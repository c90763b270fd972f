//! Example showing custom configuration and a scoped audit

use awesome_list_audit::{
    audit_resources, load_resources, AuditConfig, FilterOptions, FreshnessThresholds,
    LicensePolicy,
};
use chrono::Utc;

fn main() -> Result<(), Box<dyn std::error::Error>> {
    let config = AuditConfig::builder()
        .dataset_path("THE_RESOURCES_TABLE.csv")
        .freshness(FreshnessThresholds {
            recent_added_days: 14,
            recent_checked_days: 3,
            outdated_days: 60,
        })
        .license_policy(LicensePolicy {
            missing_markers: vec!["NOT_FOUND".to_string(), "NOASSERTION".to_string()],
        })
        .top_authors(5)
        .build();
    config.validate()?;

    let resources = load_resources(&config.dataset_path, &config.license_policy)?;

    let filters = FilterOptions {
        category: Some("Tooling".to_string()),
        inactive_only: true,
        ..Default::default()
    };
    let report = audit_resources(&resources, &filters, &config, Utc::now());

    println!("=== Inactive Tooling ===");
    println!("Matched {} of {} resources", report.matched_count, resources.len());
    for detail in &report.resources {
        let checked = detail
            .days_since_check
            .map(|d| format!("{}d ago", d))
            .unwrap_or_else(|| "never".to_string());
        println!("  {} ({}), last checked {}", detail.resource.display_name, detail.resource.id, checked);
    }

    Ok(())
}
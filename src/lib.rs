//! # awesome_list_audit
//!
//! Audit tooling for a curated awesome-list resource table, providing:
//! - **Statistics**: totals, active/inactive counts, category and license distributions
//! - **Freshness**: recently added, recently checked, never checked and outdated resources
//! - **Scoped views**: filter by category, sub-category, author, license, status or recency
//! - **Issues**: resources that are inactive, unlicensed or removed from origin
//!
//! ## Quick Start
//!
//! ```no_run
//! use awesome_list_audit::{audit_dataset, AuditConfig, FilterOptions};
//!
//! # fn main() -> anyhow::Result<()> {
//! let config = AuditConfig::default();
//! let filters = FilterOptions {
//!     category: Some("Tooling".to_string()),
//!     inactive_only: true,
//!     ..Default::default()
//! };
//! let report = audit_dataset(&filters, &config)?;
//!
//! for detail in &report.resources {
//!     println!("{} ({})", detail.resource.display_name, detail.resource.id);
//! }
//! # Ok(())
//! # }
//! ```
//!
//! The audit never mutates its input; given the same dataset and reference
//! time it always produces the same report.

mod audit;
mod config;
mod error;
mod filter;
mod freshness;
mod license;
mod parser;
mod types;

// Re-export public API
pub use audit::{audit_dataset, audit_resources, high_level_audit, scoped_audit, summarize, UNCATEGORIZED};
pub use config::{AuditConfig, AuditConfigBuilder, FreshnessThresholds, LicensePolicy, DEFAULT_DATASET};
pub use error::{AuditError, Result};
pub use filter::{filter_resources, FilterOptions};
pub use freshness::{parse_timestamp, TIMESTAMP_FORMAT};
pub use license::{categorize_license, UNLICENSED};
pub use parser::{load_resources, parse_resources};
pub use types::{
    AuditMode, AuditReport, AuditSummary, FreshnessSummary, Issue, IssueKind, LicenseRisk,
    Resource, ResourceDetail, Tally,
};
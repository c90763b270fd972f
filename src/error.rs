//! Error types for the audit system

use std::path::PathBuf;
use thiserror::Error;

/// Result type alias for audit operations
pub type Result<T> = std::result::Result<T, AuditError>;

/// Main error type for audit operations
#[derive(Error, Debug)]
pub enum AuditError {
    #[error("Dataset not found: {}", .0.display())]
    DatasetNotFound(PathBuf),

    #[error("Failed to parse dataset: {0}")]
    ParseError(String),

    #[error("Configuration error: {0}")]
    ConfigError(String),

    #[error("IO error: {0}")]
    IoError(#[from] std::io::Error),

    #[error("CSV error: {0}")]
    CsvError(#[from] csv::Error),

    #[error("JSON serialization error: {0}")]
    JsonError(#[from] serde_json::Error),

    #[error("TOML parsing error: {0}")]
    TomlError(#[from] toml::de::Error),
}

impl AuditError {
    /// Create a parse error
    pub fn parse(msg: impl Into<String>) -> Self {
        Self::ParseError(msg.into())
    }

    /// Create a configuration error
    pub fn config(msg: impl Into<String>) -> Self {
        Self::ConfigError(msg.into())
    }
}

--------------------------------------------------

## Task details
In the answer, give the lines from the first line of the data through the line with "fn main() -> Result<(), Box<dyn", exactly as they appear and with no additions.

## The answer
repository c90763b270fd972f
//! Example showing custom configuration and a scoped audit

use awesome_list_audit::{
    audit_resources, load_resources, AuditConfig, FilterOptions, FreshnessThresholds,
    LicensePolicy,
};
use chrono::Utc;

fn main() -> Result<(), Box<dyn std::error::Error>> {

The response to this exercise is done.